Tybee Island’s Juneteenth celebration was organized by the Tybee MLK Organization and many say this year the event was even more special.

“It is a celebration on them making a decision to make Juneteenth a holiday,” said Jackson.

Just days ago President Joe Biden signed a bill declaring Juneteenth a federal holiday. It’s also the first Juneteenth since the City of Tybee Island made it an official city holiday.

“For me, it means it’s a step in the right direction that we are finally recognizing something that a lot of African-Americans kind of already knew. We’ve always known about Juneteenth and kind of celebrated it. But now I no longer have to explain what Juneteenth is and why I would like to maybe take the day off and volunteer in my local community or do some kind of event like this,” said attendee Cecili Reid.

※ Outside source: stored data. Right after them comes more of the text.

//! Tabular transform layer: covers table, games table, and their JSON caches.
//!
//! Both tables are plain row vectors. The covers table is derived from the
//! labeled-cover dataset; the games table from the match-results CSV feed.
//! Building the covers table means re-reading every annotation file, so both
//! tables are cached as JSON under the data directory:
//!
//! - `covers_table.json`
//! - `games_table.json`
//!
//! Cache invalidation is presence-based only: if the file exists it is
//! loaded as-is, regardless of age or of the flags the current run was
//! given. Delete the file to force a rebuild.

use crate::dataset::CoversDataset;
use crate::models::{CoverAnnotation, CoverRecord, GameRecord};
use chrono::Datelike;
use itertools::Itertools;
use serde::Serialize;
use serde::de::DeserializeOwned;
use std::error::Error;
use std::fs;
use std::path::Path;
use tracing::{info, instrument};

/// Relative tolerance of the "highlighted" area band.
///
/// An object counts as highlighted when its area is within this fraction of
/// the cover's largest object area.
pub const MAX_AREA_TOL: f64 = 0.3;

/// Covers-table cache file name, relative to the data directory.
pub const COVERS_CACHE: &str = "covers_table.json";

/// Games-table cache file name, relative to the data directory.
pub const GAMES_CACHE: &str = "games_table.json";

/// Match-results feed file name, relative to the data directory.
pub const GAMES_CSV: &str = "games_data.csv";

/// The highlighted label ids of one annotated cover.
///
/// Highlighted means within the [`MAX_AREA_TOL`] band of the cover's max
/// object area: `|area - max_area| <= MAX_AREA_TOL * max_area`, bounds
/// inclusive. The result is sorted and deduplicated; it is empty only when
/// the annotation has no objects at all, since the max-area object is
/// always within its own band.
pub fn highlighted_ids(annotation: &CoverAnnotation) -> Vec<u8> {
    let Some(max_area) = annotation.max_area() else {
        return Vec::new();
    };
    let tol = MAX_AREA_TOL * max_area as f64;
    annotation
        .objects
        .iter()
        .filter(|o| (max_area as f64 - o.area as f64).abs() <= tol)
        .map(|o| o.label.id())
        .sorted_unstable()
        .dedup()
        .collect()
}

/// Build the covers table from a dataset.
///
/// Covers annotated with zero objects are skipped: some newspapers do not
/// publish on holidays, and those days carry an empty annotation. Every
/// emitted record therefore has a non-empty highlighted set. The newspaper
/// column is the lower-cased stem name.
#[instrument(level = "info", skip_all)]
pub fn build_covers_table(dataset: &CoversDataset) -> Result<Vec<CoverRecord>, Box<dyn Error>> {
    let mut rows = Vec::new();
    let mut skipped = 0usize;
    for item in dataset.iter() {
        let item = item?;
        let highlighted = highlighted_ids(&item.annotation);
        if highlighted.is_empty() {
            skipped += 1;
            continue;
        }
        rows.push(CoverRecord {
            date: item.date,
            newspaper: item.newspaper.to_lowercase(),
            highlighted,
        });
    }
    info!(rows = rows.len(), skipped, "Built covers table");
    Ok(rows)
}

/// Build the games table from the match-results CSV feed.
///
/// The feed has headers `date,home_team,away_team,home_score,away_score`
/// with ISO dates. Rows outside `year` are dropped, then exact-duplicate
/// rows are removed, keeping first-seen order.
#[instrument(level = "info", skip_all, fields(path = %csv_path.display(), year = year))]
pub fn build_games_table(csv_path: &Path, year: i32) -> Result<Vec<GameRecord>, Box<dyn Error>> {
    let mut reader = csv::Reader::from_path(csv_path)?;
    let mut rows = Vec::new();
    for record in reader.deserialize::<GameRecord>() {
        let record = record?;
        if record.date.year() != year {
            continue;
        }
        rows.push(record);
    }
    let unique: Vec<GameRecord> = rows.into_iter().unique().collect();
    info!(rows = unique.len(), "Built games table");
    Ok(unique)
}

/// Load a cached table, or build and cache it.
///
/// The cache hit path deserializes the file and returns it verbatim; the
/// miss path runs `build`, writes the result as JSON, and returns it. A
/// reloaded table is row-for-row identical to the build that produced it.
pub fn load_or_build<T, F>(cache_path: &Path, build: F) -> Result<Vec<T>, Box<dyn Error>>
where
    T: Serialize + DeserializeOwned,
    F: FnOnce() -> Result<Vec<T>, Box<dyn Error>>,
{
    if cache_path.exists() {
        let json = fs::read_to_string(cache_path)?;
        let rows: Vec<T> = serde_json::from_str(&json)?;
        info!(path = %cache_path.display(), rows = rows.len(), "Loaded cached table");
        return Ok(rows);
    }
    let rows = build()?;
    fs::write(cache_path, serde_json::to_string(&rows)?)?;
    info!(path = %cache_path.display(), rows = rows.len(), "Cached freshly built table");
    Ok(rows)
}

/// The covers table for a data directory, through the cache.
pub fn covers_table(data_dir: &Path) -> Result<Vec<CoverRecord>, Box<dyn Error>> {
    load_or_build(&data_dir.join(COVERS_CACHE), || {
        let dataset = CoversDataset::open(data_dir)?;
        build_covers_table(&dataset)
    })
}

/// The games table for a data directory and analysis year, through the cache.
pub fn games_table(data_dir: &Path, year: i32) -> Result<Vec<GameRecord>, Box<dyn Error>> {
    load_or_build(&data_dir.join(GAMES_CACHE), || {
        build_games_table(&data_dir.join(GAMES_CSV), year)
    })
}

#[cfg(test)]
mod tests {
    use super::*;
    use crate::catalog::LabelClass;
    use crate::models::AnnotatedObject;
    use chrono::NaiveDate;
    use std::path::PathBuf;

    fn object(label: LabelClass, area: i64) -> AnnotatedObject {
        // Corners chosen so the derived area equals `area` exactly.
        AnnotatedObject {
            label,
            xmin: 0,
            ymin: 0,
            xmax: area,
            ymax: 1,
            area,
        }
    }

    fn annotation(objects: Vec<AnnotatedObject>) -> CoverAnnotation {
        CoverAnnotation {
            width: 1050,
            height: 1305,
            objects,
        }
    }

    fn scratch_dir(tag: &str) -> PathBuf {
        let dir = std::env::temp_dir().join(format!("capa_bias_tbl_{tag}_{}", std::process::id()));
        let _ = std::fs::remove_dir_all(&dir);
        std::fs::create_dir_all(&dir).unwrap();
        dir
    }

    #[test]
    fn test_highlighted_near_tie_keeps_both() {
        let ann = annotation(vec![
            object(LabelClass::Benfica, 1000),
            object(LabelClass::Porto, 990),
        ]);
        assert_eq!(highlighted_ids(&ann), vec![1, 2]);
    }

    #[test]
    fn test_highlighted_band_is_inclusive() {
        // 1000 - 700 == 300 == 0.3 * 1000, exactly on the bound.
        let ann = annotation(vec![
            object(LabelClass::Benfica, 1000),
            object(LabelClass::Sporting, 700),
        ]);
        assert_eq!(highlighted_ids(&ann), vec![1, 3]);
    }

    #[test]
    fn test_highlighted_excludes_outside_band() {
        let ann = annotation(vec![
            object(LabelClass::Benfica, 1000),
            object(LabelClass::Sporting, 699),
        ]);
        assert_eq!(highlighted_ids(&ann), vec![1]);
    }

    #[test]
    fn test_highlighted_sorts_and_dedups() {
        let ann = annotation(vec![
            object(LabelClass::Porto, 950),
            object(LabelClass::Benfica, 1000),
            object(LabelClass::Benfica, 980),
        ]);
        assert_eq!(highlighted_ids(&ann), vec![1, 2]);
    }

    #[test]
    fn test_highlighted_empty_annotation() {
        assert!(highlighted_ids(&annotation(vec![])).is_empty());
    }

    #[test]
    fn test_covers_table_skips_empty_and_lowercases() {
        let root = scratch_dir("covers");
        std::fs::create_dir_all(root.join("covers")).unwrap();
        std::fs::create_dir_all(root.join("labels")).unwrap();
        let labelled = r#"<annotation>
            <size><width>1050</width><height>1305</height></size>
            <object>
                <name>porto</name>
                <bndbox><xmin>0</xmin><ymin>0</ymin><xmax>10</xmax><ymax>10</ymax></bndbox>
            </object>
        </annotation>"#;
        let holiday = r#"<annotation>
            <size><width>1050</width><height>1305</height></size>
        </annotation>"#;
        std::fs::write(root.join("covers/Abola_2019-01-02.jpeg"), b"x").unwrap();
        std::fs::write(root.join("labels/Abola_2019-01-02.xml"), labelled).unwrap();
        std::fs::write(root.join("covers/Abola_2019-01-01.jpeg"), b"x").unwrap();
        std::fs::write(root.join("labels/Abola_2019-01-01.xml"), holiday).unwrap();

        let dataset = CoversDataset::open(&root).unwrap();
        let table = build_covers_table(&dataset).unwrap();
        assert_eq!(table.len(), 1);
        assert_eq!(table[0].newspaper, "abola");
        assert_eq!(table[0].date, NaiveDate::from_ymd_opt(2019, 1, 2).unwrap());
        assert_eq!(table[0].highlighted, vec![2]);
        std::fs::remove_dir_all(&root).unwrap();
    }

    #[test]
    fn test_games_table_filters_year_and_dedups() {
        let dir = scratch_dir("games");
        let csv_path = dir.join(GAMES_CSV);
        std::fs::write(
            &csv_path,
            "date,home_team,away_team,home_score,away_score\n\
             2019-03-10,Benfica,Porto,2,1\n\
             2018-12-30,Benfica,Porto,1,1\n\
             2019-03-10,Benfica,Porto,2,1\n\
             2019-05-01,Sporting,Benfica,0,0\n",
        )
        .unwrap();
        let table = build_games_table(&csv_path, 2019).unwrap();
        assert_eq!(table.len(), 2);
        assert_eq!(table[0].home_team, "Benfica");
        assert_eq!(table[0].home_score, 2);
        assert_eq!(table[1].date, NaiveDate::from_ymd_opt(2019, 5, 1).unwrap());
        std::fs::remove_dir_all(&dir).unwrap();
    }

    #[test]
    fn test_cache_roundtrip_is_identical() {
        let dir = scratch_dir("cache_rt");
        let rows = vec![
            CoverRecord {
                date: NaiveDate::from_ymd_opt(2019, 1, 1).unwrap(),
                newspaper: "abola".to_string(),
                highlighted: vec![1, 3],
            },
            CoverRecord {
                date: NaiveDate::from_ymd_opt(2019, 1, 2).unwrap(),
                newspaper: "ojogo".to_string(),
                highlighted: vec![5],
            },
        ];
        let cache = dir.join(COVERS_CACHE);
        let built = load_or_build(&cache, || Ok(rows.clone())).unwrap();
        assert_eq!(built, rows);
        assert!(cache.exists());

        let reloaded: Vec<CoverRecord> =
            load_or_build(&cache, || panic!("cache present, must not rebuild")).unwrap();
        assert_eq!(reloaded, rows);
        std::fs::remove_dir_all(&dir).unwrap();
    }

    #[test]
    fn test_cache_presence_short_circuits_even_when_stale() {
        let dir = scratch_dir("cache_stale");
        let cached = vec![GameRecord {
            date: NaiveDate::from_ymd_opt(2019, 3, 10).unwrap(),
            home_team: "Benfica".to_string(),
            away_team: "Porto".to_string(),
            home_score: 2,
            away_score: 1,
        }];
        let cache = dir.join(GAMES_CACHE);
        std::fs::write(&cache, serde_json::to_string(&cached).unwrap()).unwrap();

        let fresh = vec![GameRecord {
            date: NaiveDate::from_ymd_opt(2019, 8, 8).unwrap(),
            home_team: "Sporting".to_string(),
            away_team: "Benfica".to_string(),
            home_score: 0,
            away_score: 3,
        }];
        let loaded = load_or_build(&cache, || Ok(fresh.clone())).unwrap();
        assert_eq!(loaded, cached);
        std::fs::remove_dir_all(&dir).unwrap();
    }
}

In the 1960s a group of young advocates, including former City of Savannah Mayor Edna Jackson, went into the water at North Beach to protest the segregated beach.

“I thought today is a time where you can reminisce about what went on back in the day, but you also have to think about where we’re going in the future,” said Jackson.

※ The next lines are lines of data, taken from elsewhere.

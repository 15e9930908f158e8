//! Data models for covers, annotations, and match results.
//!
//! This module defines the core data structures used throughout the application:
//! - [`CoverAnnotation`] / [`AnnotatedObject`]: A cover's labelled bounding
//!   boxes, parsed from the VOC-style XML files the labelling tool emits
//! - [`CoverRecord`]: One row of the covers table (date, newspaper,
//!   highlighted club ids)
//! - [`GameRecord`]: One row of the games table (a single match result)
//!
//! The table records derive `Serialize`/`Deserialize` because both tables are
//! cached to JSON between runs; dates round-trip as `YYYY-MM-DD` strings via
//! chrono's serde support.

use crate::catalog::LabelClass;
use chrono::NaiveDate;
use serde::{Deserialize, Serialize};
use std::error::Error;

/// Raw `<size>` element of an annotation file.
#[derive(Debug, Deserialize)]
struct VocSize {
    width: u32,
    height: u32,
}

/// Raw `<bndbox>` element of an annotation object.
#[derive(Debug, Deserialize)]
struct VocBox {
    xmin: i64,
    ymin: i64,
    xmax: i64,
    ymax: i64,
}

/// Raw `<object>` element of an annotation file.
#[derive(Debug, Deserialize)]
struct VocObject {
    name: String,
    bndbox: VocBox,
}

/// Raw `<annotation>` document root. Fields the analysis never reads
/// (`folder`, `filename`, `segmented`, per-object `pose`/`truncated`/...)
/// are ignored by serde.
#[derive(Debug, Deserialize)]
struct VocAnnotation {
    size: VocSize,
    #[serde(rename = "object", default)]
    objects: Vec<VocObject>,
}

/// A single labelled bounding box on a cover.
///
/// # Fields
///
/// * `label` - The resolved label class of the box
/// * `xmin`/`ymin`/`xmax`/`ymax` - Pixel corners, as written by the labeller
/// * `area` - Derived box area, `(xmax - xmin) * (ymax - ymin)`
#[derive(Debug, Clone, PartialEq, Eq)]
pub struct AnnotatedObject {
    /// The resolved label class of the box.
    pub label: LabelClass,
    /// Left edge in pixels.
    pub xmin: i64,
    /// Top edge in pixels.
    pub ymin: i64,
    /// Right edge in pixels.
    pub xmax: i64,
    /// Bottom edge in pixels.
    pub ymax: i64,
    /// Box area in square pixels, derived from the corners.
    pub area: i64,
}

/// The parsed annotation of one cover image.
///
/// Cover dimensions come from the annotation metadata, never from decoding
/// the image bytes; the analysis treats the XML as the source of truth.
#[derive(Debug, Clone, PartialEq, Eq)]
pub struct CoverAnnotation {
    /// Cover width in pixels, from the annotation's `<size>` element.
    pub width: u32,
    /// Cover height in pixels, from the annotation's `<size>` element.
    pub height: u32,
    /// All labelled boxes on the cover. Empty for non-publication days
    /// that were annotated with no objects.
    pub objects: Vec<AnnotatedObject>,
}

impl CoverAnnotation {
    /// Parse a VOC-style annotation document.
    ///
    /// Object names resolve case-insensitively against [`LabelClass`]; a
    /// name outside the catalog is a data-integrity error, not a skippable
    /// object.
    ///
    /// # Arguments
    ///
    /// * `xml` - The full annotation document text
    ///
    /// # Returns
    ///
    /// The parsed annotation, or an error if the document is malformed or
    /// names an unknown label class.
    pub fn from_xml(xml: &str) -> Result<CoverAnnotation, Box<dyn Error>> {
        let raw: VocAnnotation = quick_xml::de::from_str(xml)?;
        let mut objects = Vec::with_capacity(raw.objects.len());
        for obj in raw.objects {
            let label = LabelClass::from_name(&obj.name)
                .ok_or_else(|| format!("unknown label class in annotation: {:?}", obj.name))?;
            let b = obj.bndbox;
            objects.push(AnnotatedObject {
                label,
                xmin: b.xmin,
                ymin: b.ymin,
                xmax: b.xmax,
                ymax: b.ymax,
                area: (b.xmax - b.xmin) * (b.ymax - b.ymin),
            });
        }
        Ok(CoverAnnotation {
            width: raw.size.width,
            height: raw.size.height,
            objects,
        })
    }

    /// The largest box area on the cover, or `None` when there are no boxes.
    pub fn max_area(&self) -> Option<i64> {
        self.objects.iter().map(|o| o.area).max()
    }
}

/// One row of the covers table: which clubs a cover highlighted on a date.
///
/// Only covers with at least one annotated object produce a record, so
/// `highlighted` is never empty in a built table.
#[derive(Debug, Clone, PartialEq, Eq, Serialize, Deserialize)]
pub struct CoverRecord {
    /// Publication date of the cover.
    pub date: NaiveDate,
    /// Lower-cased newspaper key ("abola", "record", "ojogo").
    pub newspaper: String,
    /// Sorted, deduplicated label ids of the highlighted clubs.
    pub highlighted: Vec<u8>,
}

impl CoverRecord {
    /// Whether this cover highlighted the club with the given label id.
    pub fn highlights(&self, label_id: u8) -> bool {
        self.highlighted.contains(&label_id)
    }
}

/// One row of the games table: a single match result.
#[derive(Debug, Clone, PartialEq, Eq, Hash, Serialize, Deserialize)]
pub struct GameRecord {
    /// Match date.
    pub date: NaiveDate,
    /// Home side, catalog display name ("Benfica", "Porto", "Sporting").
    pub home_team: String,
    /// Away side, catalog display name.
    pub away_team: String,
    /// Goals scored by the home side.
    pub home_score: u32,
    /// Goals scored by the away side.
    pub away_score: u32,
}
//! # Capa Bias
//!
//! A crawling and analysis pipeline for club-favoritism bias on the front
//! covers of the Portuguese sports dailies (A Bola, Record, O Jogo). Covers
//! come from the SAPO 24 newspaper kiosk; club highlights come from manual
//! bounding-box annotations; match results come from a CSV feed. The reports
//! show which club each cover highlighted across a year and whether
//! highlights track the club's wins.
//!
//! ## Features
//!
//! - Crawls daily cover images from the SAPO 24 kiosk (all three dailies)
//! - Pairs covers with VOC-style XML annotations into a dataset
//! - Derives per-cover highlighted clubs from bounding-box areas
//! - Renders a categorical year calendar and monthly trend charts
//! - Correlates next-day cover highlights with wins and non-wins
//!
//! ## Usage
//!
//! ```sh
//! capa_bias crawl --out ./data/covers
//! capa_bias analyze --data-dir ./data --out-dir .
//! ```
//!
//! ## Architecture
//!
//! The application follows a pipeline architecture:
//! 1. **Crawling**: Download cover pages and images (parallel, 5 at a time)
//! 2. **Tables**: Build or reload the cached covers/games tables
//! 3. **Reports**: Render `calendar_view.png` and `month_view.png`, print
//!    the day-after analysis

use clap::Parser;
use std::error::Error;
use tracing::{error, info, instrument};
use tracing_subscriber::{EnvFilter, fmt as tfmt};

mod catalog;
mod cli;
mod dataset;
mod models;
mod outputs;
mod scrapers;
mod tables;
mod utils;

use cli::{AnalyzeArgs, Cli, Command, CrawlArgs};
use outputs::{calendar, day_after, monthly};
use scrapers::sapo;
use utils::ensure_writable_dir;

#[tokio::main]
#[instrument]
async fn main() -> Result<(), Box<dyn Error>> {
    // --- Tracing init ---
    let filter = EnvFilter::try_from_default_env().unwrap_or_else(|_| EnvFilter::new("info"));
    tfmt()
        .with_env_filter(filter)
        .with_target(true)
        .with_file(false)
        .with_line_number(false)
        .with_timer(tracing_subscriber::fmt::time::UtcTime::rfc_3339())
        .init();

    let start_time = std::time::Instant::now();
    info!("capa_bias starting up");

    let args = Cli::parse();
    match args.command {
        Command::Crawl(crawl_args) => run_crawl(crawl_args).await?,
        Command::Analyze(analyze_args) => run_analyze(analyze_args).await?,
    }

    let elapsed = start_time.elapsed();
    info!(
        ?elapsed,
        secs = elapsed.as_secs(),
        millis = elapsed.subsec_millis(),
        "Execution complete"
    );

    Ok(())
}

/// Run the `crawl` subcommand: download covers for the selected newspapers.
#[instrument(level = "info", skip_all)]
async fn run_crawl(args: CrawlArgs) -> Result<(), Box<dyn Error>> {
    if args.start > args.end {
        error!(start = %args.start, end = %args.end, "Crawl range start is later than end");
        return Err(format!("start {} is later than end {}", args.start, args.end).into());
    }

    // Early check: ensure the cover output dir is writable
    if let Err(e) = ensure_writable_dir(&args.out).await {
        error!(
            path = %args.out.display(),
            error = %e,
            "Cover output directory is not writable (fix perms or choose a different path)"
        );
        return Err(e);
    }

    let newspapers = args.newspapers();
    info!(
        newspapers = newspapers.len(),
        start = %args.start,
        end = %args.end,
        resolution = ?args.resolution,
        "Starting cover crawl"
    );

    let mut saved = 0usize;
    let mut skipped = 0usize;
    for newspaper in newspapers {
        let summary =
            sapo::crawl_covers(newspaper, args.start, args.end, args.resolution, &args.out).await;
        saved += summary.saved;
        skipped += summary.skipped;
    }

    info!(saved, skipped, "Cover crawl completed");
    Ok(())
}

/// Run the `analyze` subcommand: tables, chart renders, day-after report.
#[instrument(level = "info", skip_all)]
async fn run_analyze(args: AnalyzeArgs) -> Result<(), Box<dyn Error>> {
    // Early check: ensure the report output dir is writable
    if let Err(e) = ensure_writable_dir(&args.out_dir).await {
        error!(
            path = %args.out_dir.display(),
            error = %e,
            "Report output directory is not writable (fix perms or choose a different path)"
        );
        return Err(e);
    }

    let covers = tables::covers_table(&args.data_dir)?;
    info!(rows = covers.len(), "Covers table ready");
    let games = tables::games_table(&args.data_dir, args.year)?;
    info!(rows = games.len(), "Games table ready");

    info!("Creating calendar plot");
    calendar::render_calendar_view(&covers, args.year, &args.out_dir.join("calendar_view.png"))?;

    info!("Creating month plot");
    monthly::render_month_view(&covers, &args.out_dir.join("month_view.png"))?;

    info!("Next day analysis");
    day_after::print_day_after_report(&covers, &games);

    Ok(())
}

The group was led into the water by Gullah Geechee storyteller Patt Gunn for the third year in a row. Cecili Reid says she enjoyed that the celebration paid homage to what Juneteenth is all about.

“It’s important that it’s not just for African-Americans, it’s for everyone else to learn. There’s some things that people haven’t heard of ever before, so learning about the Gullah Geechee and learning about how Sherman came through Georgia and burned everything down. Some of that stuff isn’t taught in our schools,” said Reid.

Tybee Island’s celebration continued after the wade-in with an African Art Exhibit at The Guard House and an Arts Festival on the pier.